Posté le 11 décembre 2016

C’est cet air qu’aurait pu chanter le Méphisto de Gounod après avoir vu hier au soir au TNBA de Bordeaux, l’assemblage de deux pièces de Eugène Labiche, intitulé « Les Animals ».

J’avais parié avec des amis que j’allais voir et entendre une nouvelle fois, les quatre ingrédients, quasi familiers à toutes les productions de ce théâtre national, à savoir : utilisation de micros, musique amplifiée, gesticulations intempestives et nus gratuits. J’ai failli gagner mon pari. Je n’ai eu droit qu’aux deux derniers ingrédients, c’est à dire gesticulations et nus.
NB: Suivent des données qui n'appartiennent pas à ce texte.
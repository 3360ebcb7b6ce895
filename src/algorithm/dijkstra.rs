//! 单源最短路径（Dijkstra）
//!
//! 优先队列采用惰性删除：城市的暂定距离变小时直接重新入队，
//! 出队时跳过已确定的城市，不做 decrease-key。

use crate::error::{Error, Result};
use crate::graph::{CityGraph, CityId};
use serde::{Deserialize, Serialize};
use std::cmp::Ordering;
use std::collections::{BinaryHeap, HashMap};
use std::sync::Arc;
use tracing::debug;

/// 优先队列条目
#[derive(Debug, Clone, Copy)]
struct QueueEntry {
    distance: f64,
    city: CityId,
}

impl PartialEq for QueueEntry {
    fn eq(&self, other: &Self) -> bool {
        self.cmp(other) == Ordering::Equal
    }
}

impl Eq for QueueEntry {}

impl Ord for QueueEntry {
    fn cmp(&self, other: &Self) -> Ordering {
        // BinaryHeap 是大顶堆，反转后距离小的先出队；距离相同时 ID 小的先出
        other
            .distance
            .total_cmp(&self.distance)
            .then_with(|| other.city.cmp(&self.city))
    }
}

impl PartialOrd for QueueEntry {
    fn partial_cmp(&self, other: &Self) -> Option<Ordering> {
        Some(self.cmp(other))
    }
}

/// 单源最短路径结果
#[derive(Debug, Clone, PartialEq)]
pub struct ShortestPaths {
    start: CityId,
    /// 起点到各城市的最短距离，不可达为 +inf
    distances: Vec<f64>,
    /// 前驱映射，起点和不可达城市不在其中
    predecessors: HashMap<CityId, CityId>,
}

impl ShortestPaths {
    pub fn start(&self) -> CityId {
        self.start
    }

    pub fn distances(&self) -> &[f64] {
        &self.distances
    }

    pub fn predecessors(&self) -> &HashMap<CityId, CityId> {
        &self.predecessors
    }

    /// 到某城市的最短距离（越界时为 +inf）
    pub fn distance_to(&self, city: CityId) -> f64 {
        self.distances
            .get(city.as_usize())
            .copied()
            .unwrap_or(f64::INFINITY)
    }

    pub fn predecessor_of(&self, city: CityId) -> Option<CityId> {
        self.predecessors.get(&city).copied()
    }

    pub fn is_reachable(&self, city: CityId) -> bool {
        self.distance_to(city).is_finite()
    }

    /// 重构从起点到 `end` 的路径，不可达返回 `None`
    pub fn path_to(&self, end: CityId) -> Result<Option<PathResult>> {
        if end.as_usize() >= self.distances.len() {
            return Err(Error::CityIdOutOfRange {
                id: end.as_usize(),
                count: self.distances.len(),
            });
        }

        let total_distance = self.distances[end.as_usize()];
        if total_distance == f64::INFINITY {
            return Ok(None);
        }

        let mut cities = Vec::new();
        let mut current = end;
        while current != self.start {
            cities.push(current);
            current = self.predecessor_of(current).ok_or_else(|| {
                Error::AlgorithmError(format!("城市 {} 缺少前驱", current))
            })?;
        }
        cities.push(self.start);
        cities.reverse();

        Ok(Some(PathResult::new(cities, total_distance)))
    }
}

/// 路径结果
#[derive(Debug, Clone, PartialEq, Serialize, Deserialize)]
pub struct PathResult {
    /// 从起点到终点的城市序列（含两端）
    pub cities: Vec<CityId>,
    /// 路径总距离
    pub total_distance: f64,
    /// 路径边数
    pub hops: usize,
}

impl PathResult {
    fn new(cities: Vec<CityId>, total_distance: f64) -> Self {
        let hops = cities.len().saturating_sub(1);
        Self {
            cities,
            total_distance,
            hops,
        }
    }

    pub fn start(&self) -> Option<CityId> {
        self.cities.first().copied()
    }

    pub fn end(&self) -> Option<CityId> {
        self.cities.last().copied()
    }

    /// 路径上的每一段 (from, to, 距离)
    pub fn legs(&self, graph: &CityGraph) -> Vec<(CityId, CityId, f64)> {
        self.cities
            .windows(2)
            .map(|pair| {
                let weight = graph.weight(pair[0], pair[1]).unwrap_or(f64::NAN);
                (pair[0], pair[1], weight)
            })
            .collect()
    }
}

/// 计算 `start` 到所有城市的最短距离和前驱映射
///
/// 边权必须非负；负权不做校验，结果未定义。
pub fn shortest_distances(graph: &CityGraph, start: CityId) -> Result<ShortestPaths> {
    let city_count = graph.city_count();
    if start.as_usize() >= city_count {
        return Err(Error::CityIdOutOfRange {
            id: start.as_usize(),
            count: city_count,
        });
    }

    let mut distances = vec![f64::INFINITY; city_count];
    let mut visited = vec![false; city_count];
    let mut predecessors = HashMap::new();
    let mut queue = BinaryHeap::new();

    distances[start.as_usize()] = 0.0;
    queue.push(QueueEntry {
        distance: 0.0,
        city: start,
    });

    while let Some(QueueEntry { distance, city }) = queue.pop() {
        // 过期条目
        if visited[city.as_usize()] {
            continue;
        }
        visited[city.as_usize()] = true;

        for (neighbor, weight) in graph.neighbors(city) {
            let candidate = distance + weight;
            if candidate < distances[neighbor.as_usize()] {
                distances[neighbor.as_usize()] = candidate;
                predecessors.insert(neighbor, city);
                queue.push(QueueEntry {
                    distance: candidate,
                    city: neighbor,
                });
            }
        }
    }

    debug!(
        start = start.as_usize(),
        reachable = distances.iter().filter(|d| d.is_finite()).count(),
        "最短距离计算完成"
    );

    Ok(ShortestPaths {
        start,
        distances,
        predecessors,
    })
}

/// 计算 `start` 到 `end` 的最短路径，不可达返回 `None`
pub fn shortest_path(graph: &CityGraph, start: CityId, end: CityId) -> Result<Option<PathResult>> {
    shortest_distances(graph, start)?.path_to(end)
}

/// 路径查找器，持有只读共享的城市图
#[derive(Debug, Clone)]
pub struct PathFinder {
    graph: Arc<CityGraph>,
}

impl PathFinder {
    /// 创建路径查找器
    pub fn new(graph: Arc<CityGraph>) -> Self {
        Self { graph }
    }

    pub fn graph(&self) -> &CityGraph {
        &self.graph
    }

    pub fn shortest_distances(&self, start: CityId) -> Result<ShortestPaths> {
        shortest_distances(&self.graph, start)
    }

    pub fn shortest_path(&self, start: CityId, end: CityId) -> Result<Option<PathResult>> {
        shortest_path(&self.graph, start, end)
    }

    /// 判断两点是否连通
    pub fn is_reachable(&self, start: CityId, end: CityId) -> Result<bool> {
        Ok(self.shortest_distances(start)?.is_reachable(end))
    }
}

#[cfg(test)]
mod tests {
    use super::*;
    use rand::rngs::StdRng;
    use rand::{Rng, SeedableRng};

    fn graph_from(city_count: usize, edges: &[(usize, usize, f64)]) -> CityGraph {
        let mut graph = CityGraph::with_cities(city_count);
        for &(from, to, w) in edges {
            graph.set_edge(CityId(from), CityId(to), w);
        }
        graph
    }

    // A=0, B=1, C=2: A->B=5, B->C=3, A->C=10
    fn triangle() -> CityGraph {
        graph_from(3, &[(0, 1, 5.0), (1, 2, 3.0), (0, 2, 10.0)])
    }

    /// Bellman-Ford 参考实现
    fn reference_distances(graph: &CityGraph, start: CityId) -> Vec<f64> {
        let mut dist = vec![f64::INFINITY; graph.city_count()];
        dist[start.as_usize()] = 0.0;
        for _ in 0..graph.city_count() {
            for (from, to, w) in graph.edges() {
                let candidate = dist[from.as_usize()] + w;
                if candidate < dist[to.as_usize()] {
                    dist[to.as_usize()] = candidate;
                }
            }
        }
        dist
    }

    #[test]
    fn test_prefers_shorter_two_hop_path() {
        let graph = triangle();
        let path = shortest_path(&graph, CityId(0), CityId(2)).unwrap().unwrap();

        assert_eq!(path.cities, vec![CityId(0), CityId(1), CityId(2)]);
        assert_eq!(path.total_distance, 8.0);
        assert_eq!(path.hops, 2);
        assert_eq!(
            path.legs(&graph),
            vec![(CityId(0), CityId(1), 5.0), (CityId(1), CityId(2), 3.0)]
        );
    }

    #[test]
    fn test_directed_edges_have_no_reverse_path() {
        let mut graph = triangle();
        graph.remove_edge(CityId(0), CityId(2));

        assert_eq!(shortest_path(&graph, CityId(2), CityId(0)).unwrap(), None);
        let result = shortest_distances(&graph, CityId(2)).unwrap();
        assert_eq!(result.distance_to(CityId(0)), f64::INFINITY);
        assert_eq!(result.predecessor_of(CityId(0)), None);
    }

    #[test]
    fn test_start_equals_end() {
        let graph = triangle();
        for c in 0..3 {
            let path = shortest_path(&graph, CityId(c), CityId(c)).unwrap().unwrap();
            assert_eq!(path.cities, vec![CityId(c)]);
            assert_eq!(path.total_distance, 0.0);
            assert_eq!(path.hops, 0);
        }
    }

    #[test]
    fn test_start_distance_is_zero() {
        let graph = triangle();
        for c in 0..graph.city_count() {
            let result = shortest_distances(&graph, CityId(c)).unwrap();
            assert_eq!(result.distance_to(CityId(c)), 0.0);
            assert_eq!(result.predecessor_of(CityId(c)), None);
        }
    }

    #[test]
    fn test_isolated_city_unreachable() {
        let graph = graph_from(4, &[(0, 1, 2.0), (1, 2, 2.0)]);
        let result = shortest_distances(&graph, CityId(0)).unwrap();

        assert!(!result.is_reachable(CityId(3)));
        assert_eq!(result.distances()[3], f64::INFINITY);
        assert!(!result.predecessors().contains_key(&CityId(3)));
        assert_eq!(result.path_to(CityId(3)).unwrap(), None);
    }

    #[test]
    fn test_zero_weight_edges() {
        let graph = graph_from(3, &[(0, 1, 0.0), (1, 2, 0.0), (0, 2, 1.0)]);
        let path = shortest_path(&graph, CityId(0), CityId(2)).unwrap().unwrap();
        assert_eq!(path.cities, vec![CityId(0), CityId(1), CityId(2)]);
        assert_eq!(path.total_distance, 0.0);
    }

    #[test]
    fn test_out_of_range_ids() {
        let graph = triangle();
        assert!(matches!(
            shortest_distances(&graph, CityId(3)),
            Err(Error::CityIdOutOfRange { id: 3, count: 3 })
        ));
        assert!(matches!(
            shortest_path(&graph, CityId(0), CityId(7)),
            Err(Error::CityIdOutOfRange { id: 7, count: 3 })
        ));
    }

    #[test]
    fn test_idempotent_and_graph_unchanged() {
        let graph = triangle();
        let before = graph.edges().collect::<Vec<_>>();

        let first = shortest_distances(&graph, CityId(0)).unwrap();
        let second = shortest_distances(&graph, CityId(0)).unwrap();

        assert_eq!(first, second);
        assert_eq!(graph.edges().collect::<Vec<_>>(), before);
    }

    #[test]
    fn test_path_finder_shared_graph() {
        let finder = PathFinder::new(Arc::new(triangle()));
        assert!(finder.is_reachable(CityId(0), CityId(2)).unwrap());
        assert!(!finder.is_reachable(CityId(2), CityId(0)).unwrap());

        let path = finder.shortest_path(CityId(1), CityId(2)).unwrap().unwrap();
        assert_eq!(path.start(), Some(CityId(1)));
        assert_eq!(path.end(), Some(CityId(2)));
    }

    #[test]
    fn test_matches_reference_on_random_graphs() {
        let mut rng = StdRng::seed_from_u64(7);

        for _ in 0..50 {
            let n = rng.gen_range(1..12);
            let mut graph = CityGraph::with_cities(n);
            for from in 0..n {
                for to in 0..n {
                    if rng.gen_bool(0.3) {
                        let w = rng.gen_range(0.0..100.0);
                        graph.set_edge(CityId(from), CityId(to), w);
                    }
                }
            }

            for s in 0..n {
                let start = CityId(s);
                let result = shortest_distances(&graph, start).unwrap();
                let expected = reference_distances(&graph, start);

                for (got, want) in result.distances().iter().zip(&expected) {
                    if want.is_finite() {
                        assert!((got - want).abs() < 1e-9, "got {}, want {}", got, want);
                    } else {
                        assert_eq!(*got, f64::INFINITY);
                    }
                }

                // 松弛最优性：所有边都满足 d[to] <= d[from] + w
                for (from, to, w) in graph.edges() {
                    let via = result.distance_to(from) + w;
                    assert!(result.distance_to(to) <= via + 1e-9);
                }

                // 可达城市的路径首尾正确，且路径长度与距离一致
                for e in 0..n {
                    let end = CityId(e);
                    match result.path_to(end).unwrap() {
                        Some(path) => {
                            assert_eq!(path.start(), Some(start));
                            assert_eq!(path.end(), Some(end));
                            let sum: f64 = path.legs(&graph).iter().map(|l| l.2).sum();
                            assert!((sum - path.total_distance).abs() < 1e-9);
                        }
                        None => assert!(!result.is_reachable(end)),
                    }
                }
            }
        }
    }
}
Et la j’en ai eu pour mon argent (ou plutôt celui de l’Etat). J’entends déjà dans les chaumières: « c’est un vieux con, il ne comprend rien ! »… J’ai presque envie de répondre à cette éventuelle attaque : « ce n’est pas parce qu’on est simple public qu’on est taré et inculte ». Pourquoi, ceux qui nous proposent ce genre de spectacle outrancier et ennuyeux, avec toujours les mêmes ingrédients, seraient au dessus de la mêlée en se permettant de vouloir nous faire tout avaler ?
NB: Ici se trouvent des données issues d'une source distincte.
//! 交互会话
//!
//! 读取起点/终点城市、查询最短路径、询问是否继续。
//! 输入通过 [`LineSource`] 抽象，rustyline 和测试脚本都可以驱动会话。

use super::commands::{is_affirmative, parse_city_input, CityInput};
use super::printer::Printer;
use crate::algorithm::{PathFinder, PathResult};
use crate::error::{Error, Result};
use crate::geo::CoordinateLookup;
use crate::graph::{CityGraph, CityId, CityIndex};
use crate::render::MapRenderer;
use crate::types::format_miles;
use rustyline::error::ReadlineError;
use rustyline::history::History;
use rustyline::{Editor, Helper};
use std::io::Write;
use std::path::PathBuf;
use std::sync::Arc;
use tracing::{debug, warn};

const START_PROMPT: &str = "Enter the starting city (or 'quit' to exit): ";
const END_PROMPT: &str = "Enter the destination city (or 'quit' to exit): ";
const CONTINUE_PROMPT: &str = "Do you want to find another path? (y/n): ";

/// 读取一行的结果
#[derive(Debug, Clone, PartialEq, Eq)]
pub enum ReadOutcome {
    Line(String),
    /// Ctrl-C
    Interrupted,
    /// Ctrl-D 或输入结束
    Eof,
}

/// 行输入源
pub trait LineSource {
    fn read_line(&mut self, prompt: &str) -> Result<ReadOutcome>;
}

impl<H: Helper, I: History> LineSource for Editor<H, I> {
    fn read_line(&mut self, prompt: &str) -> Result<ReadOutcome> {
        match self.readline(prompt) {
            Ok(line) => {
                if !line.trim().is_empty() {
                    let _ = self.add_history_entry(line.as_str());
                }
                Ok(ReadOutcome::Line(line))
            }
            Err(ReadlineError::Interrupted) => Ok(ReadOutcome::Interrupted),
            Err(ReadlineError::Eof) => Ok(ReadOutcome::Eof),
            Err(e) => Err(Error::ShellError(e.to_string())),
        }
    }
}

/// 会话结束原因
#[derive(Debug, Clone, Copy, PartialEq, Eq)]
pub enum SessionEnd {
    /// 输入了 quit
    Quit,
    /// 不再继续查询
    Declined,
    /// 用户中断
    Interrupted,
    /// 输入结束
    EndOfInput,
}

/// 会话配置
#[derive(Debug, Clone)]
pub struct ShellConfig {
    /// 每次查询后是否生成地图
    pub render_map: bool,
    /// 地图输出路径
    pub map_output: PathBuf,
    pub renderer: MapRenderer,
}

impl Default for ShellConfig {
    fn default() -> Self {
        Self {
            render_map: true,
            map_output: MapRenderer::default_output_path(),
            renderer: MapRenderer::default(),
        }
    }
}

enum Prompted {
    City(CityId),
    End(SessionEnd),
}

/// 交互式最短路径查询
pub struct Shell<'a> {
    index: &'a CityIndex,
    finder: PathFinder,
    lookup: &'a dyn CoordinateLookup,
    config: ShellConfig,
    printer: Printer,
}

impl<'a> Shell<'a> {
    pub fn new(
        index: &'a CityIndex,
        graph: Arc<CityGraph>,
        lookup: &'a dyn CoordinateLookup,
        config: ShellConfig,
    ) -> Self {
        Self {
            index,
            finder: PathFinder::new(graph),
            lookup,
            config,
            printer: Printer::new(),
        }
    }

    /// 运行会话直到退出
    pub fn run<S: LineSource, W: Write>(&self, input: &mut S, out: &mut W) -> Result<SessionEnd> {
        loop {
            let start = match self.prompt_city(input, out, START_PROMPT)? {
                Prompted::City(id) => id,
                Prompted::End(end) => return Ok(end),
            };
            let end = match self.prompt_city(input, out, END_PROMPT)? {
                Prompted::City(id) => id,
                Prompted::End(end) => return Ok(end),
            };

            self.answer(start, end, out)?;

            match input.read_line(CONTINUE_PROMPT)? {
                ReadOutcome::Line(answer) if is_affirmative(&answer) => continue,
                ReadOutcome::Line(_) => return self.finish(out, SessionEnd::Declined),
                ReadOutcome::Interrupted => return self.finish(out, SessionEnd::Interrupted),
                ReadOutcome::Eof => return self.finish(out, SessionEnd::EndOfInput),
            }
        }
    }

    /// 按城市名查询一次，未知城市返回 `CityNotFound`
    pub fn answer_by_name<W: Write>(
        &self,
        start: &str,
        end: &str,
        out: &mut W,
    ) -> Result<Option<PathResult>> {
        let start = self.index.id_of(start)?;
        let end = self.index.id_of(end)?;
        self.answer(start, end, out)
    }

    /// 查询并输出一条最短路径
    pub fn answer<W: Write>(
        &self,
        start: CityId,
        end: CityId,
        out: &mut W,
    ) -> Result<Option<PathResult>> {
        let path = self.finder.shortest_path(start, end)?;

        let Some(path) = path else {
            debug!(start = start.as_usize(), end = end.as_usize(), "无可达路径");
            writeln!(out, "No path exists.")?;
            return Ok(None);
        };

        if self.config.render_map {
            // 渲染失败不影响查询结果
            match self.config.renderer.save(
                &self.config.map_output,
                self.index,
                &path,
                self.lookup,
            ) {
                Ok(()) => writeln!(
                    out,
                    "Shortest path map saved as '{}'.",
                    self.config.map_output.display()
                )?,
                Err(e) => {
                    warn!(error = %e, "地图保存失败");
                    writeln!(out, "Failed to save map: {}", e)?;
                }
            }
        }

        writeln!(
            out,
            "Shortest path: {}",
            self.printer.format_route(self.index, &path)
        )?;
        write!(
            out,
            "{}",
            self.printer
                .format_legs(self.index, self.finder.graph(), &path)
        )?;
        writeln!(out, "Total distance: {}", format_miles(path.total_distance))?;

        Ok(Some(path))
    }

    fn prompt_city<S: LineSource, W: Write>(
        &self,
        input: &mut S,
        out: &mut W,
        prompt: &str,
    ) -> Result<Prompted> {
        loop {
            match input.read_line(prompt)? {
                ReadOutcome::Line(line) => match parse_city_input(&line, self.index) {
                    CityInput::City(id) => return Ok(Prompted::City(id)),
                    CityInput::Quit => return self.finish(out, SessionEnd::Quit).map(Prompted::End),
                    CityInput::Invalid => writeln!(out, "Invalid city. Please try again.")?,
                },
                ReadOutcome::Interrupted => {
                    return self.finish(out, SessionEnd::Interrupted).map(Prompted::End)
                }
                ReadOutcome::Eof => return self.finish(out, SessionEnd::EndOfInput).map(Prompted::End),
            }
        }
    }

    fn finish<W: Write>(&self, out: &mut W, end: SessionEnd) -> Result<SessionEnd> {
        match end {
            SessionEnd::Interrupted => writeln!(out, "\nProgram interrupted.")?,
            _ => writeln!(out, "Exiting the program...")?,
        }
        Ok(end)
    }
}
Monter des pièces de Labiche en 2016, c’est osé et en même temps assez branchouillard. Tout le monde sait que le génie de Labiche est d’être un auteur traitant à la fois des sujets sociétaux de l’époque sur toile de fond de vaudeville et un faiseur d’effets comiques, le tout agrémenté de parties chantées et d’apartés qui en font sa signature et sa force. Cependant, transformer une pièce de Labiche en une grosse farce est une ineptie.

Lorsque qu’on assiste à des représentations de pièces de Labiche montées dans une certaine tradition modernisée, on se régale, on rit franchement, c’est du champagne. Par contre, en venant ce soir au TNBA, découvrir ces deux pièces que je connaissais très mal « La dame au petit chien » et « Un mouton à l’entresol », on désenchante. Je pensais de toute évidence (et heureusement) assister à une production dépoussiérée, mais pas avec un tel étalage d’excentricités et d’effets qui nuit et masque le texte et l’intention de la pièce.

Quel ennui ! C’est long ! Le public ne rit pas, il est tout juste poli. Le salut final enthousiaste envers les comédiens, en témoignage.

J’en ai assez de tous ces metteurs en scène qui croient faire du nouveau ou de la création en proposant ce genre de spectacle. C’est l’inverse qui se produit. Il ne font que prendre un texte de prétexte et fabrique sur lui, leur délire égoïste.

Lorsqu’on compare avec les mises en scène de Laurent Laffargue il n’y a pas photo. Ce dernier modernise, apporte sa propre signature, mais surtout respecte à 100% le texte et surtout l’auteur (on se souvient de son récent Marivaux). C’est un véritable serviteur du théâtre. Ce n’est pas un parasite ou un profiteur.

Dans « les Animals », les gesticulations outrancières des comédiens voulues par le metteur en scène n’apportent rien, malgré leur talent et leur présence scénique. On ne regarde que ça et elles parasitent l’écoute du texte. Je passe volontairement rapidement sur les sexes à l’air de nos trois héros masculins et d’un des deux comédiennes. Je n’ai pas de mot pour parler de cette excentricité gratuite et inutile présentée. Le nu doit être beau, intelligent et justifié. Lorsqu’un metteur en scène sait pourquoi il le met sur scène (pour mémoire le nu dans Equus, les nus dans les Indes Galantes etc…), c’est un réel plaisir artistique.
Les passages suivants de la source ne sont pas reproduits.